■ What you are asked to do
Take every line in the entries that includes the word "struct" and copy it.

====== Provided entries

//! The optimization pipeline.

use crate::ir::FunctionBody;
use crate::passes::{const_prop, copy_rewrite, dce, licm, lvn, Fuel};

/// Options for `optimize`.
#[derive(Clone, Debug)]
pub struct OptOptions {
    pub lvn: bool,
    pub const_prop: bool,
    pub dce: bool,
    pub copy_rewrite: bool,
    pub licm: bool,
    /// How many times the local and cleanup groups repeat after the
    /// one-shot group. A bound, not a convergence guarantee.
    pub rounds: usize,
    /// Budget shared by every rewrite of the run.
    pub fuel: Fuel,
}

impl Default for OptOptions {
    fn default() -> Self {
        OptOptions {
            lvn: true,
            const_prop: true,
            dce: true,
            copy_rewrite: true,
            licm: true,
            rounds: 1,
            fuel: Fuel::infinite(),
        }
    }
}

impl OptOptions {
    /// Every pass disabled; `optimize` leaves the body untouched.
    pub fn none() -> Self {
        OptOptions {
            lvn: false,
            const_prop: false,
            dce: false,
            copy_rewrite: false,
            licm: false,
            rounds: 0,
            fuel: Fuel::infinite(),
        }
    }
}

/// Rewrites performed by each pass over a whole run.
#[derive(Clone, Debug, Default, PartialEq, Eq)]
pub struct OptStats {
    pub lvn: usize,
    pub const_prop: usize,
    pub dce: usize,
    pub copy_rewrite: usize,
    pub licm: usize,
    pub fuel_consumed: u64,
}

impl OptStats {
    pub fn total(&self) -> usize {
        self.lvn + self.const_prop + self.dce + self.copy_rewrite + self.licm
    }
}

/// Run the pipeline over `body`:
///
/// 1. local: `lvn`
/// 2. cleanup: `const_prop`, `dce`
/// 3. once: `copy_rewrite`, `licm`
/// 4. local and cleanup again, `opts.rounds` times.
///
/// Blocks and edges are never added or removed.
pub fn optimize(body: &mut FunctionBody, opts: &OptOptions) -> OptStats {
    body.check();
    log::trace!("optimize: input:\n{}", body.display("  "));

    let mut fuel = opts.fuel.clone();
    let mut stats = OptStats::default();

    local(body, opts, &mut fuel, &mut stats);
    cleanup(body, opts, &mut fuel, &mut stats);
    if opts.copy_rewrite {
        stats.copy_rewrite += run_pass(body, "copy_rewrite", &mut fuel, copy_rewrite::run);
    }
    if opts.licm {
        stats.licm += run_pass(body, "licm", &mut fuel, licm::run);
    }
    for round in 0..opts.rounds {
        log::debug!("optimize: {} round {}", body.name, round);
        local(body, opts, &mut fuel, &mut stats);
        cleanup(body, opts, &mut fuel, &mut stats);
    }

    stats.fuel_consumed = fuel.consumed;
    body.check();
    log::debug!("optimize: {} done: {:?}", body.name, stats);
    stats
}

fn local(body: &mut FunctionBody, opts: &OptOptions, fuel: &mut Fuel, stats: &mut OptStats) {
    if opts.lvn {
        stats.lvn += run_pass(body, "lvn", fuel, lvn::run);
    }
}

fn cleanup(body: &mut FunctionBody, opts: &OptOptions, fuel: &mut Fuel, stats: &mut OptStats) {
    if opts.const_prop {
        stats.const_prop += run_pass(body, "const_prop", fuel, const_prop::run);
    }
    if opts.dce {
        stats.dce += run_pass(body, "dce", fuel, dce::run);
    }
}

fn run_pass(
    body: &mut FunctionBody,
    name: &str,
    fuel: &mut Fuel,
    pass: fn(&mut FunctionBody, &mut Fuel) -> usize,
) -> usize {
    let count = pass(body, fuel);
    log::trace!("after {} ({} rewrites):\n{}", name, count, body.display("  "));
    count
}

============

■ Solution to this exercise
pub struct OptOptions {
pub struct OptStats {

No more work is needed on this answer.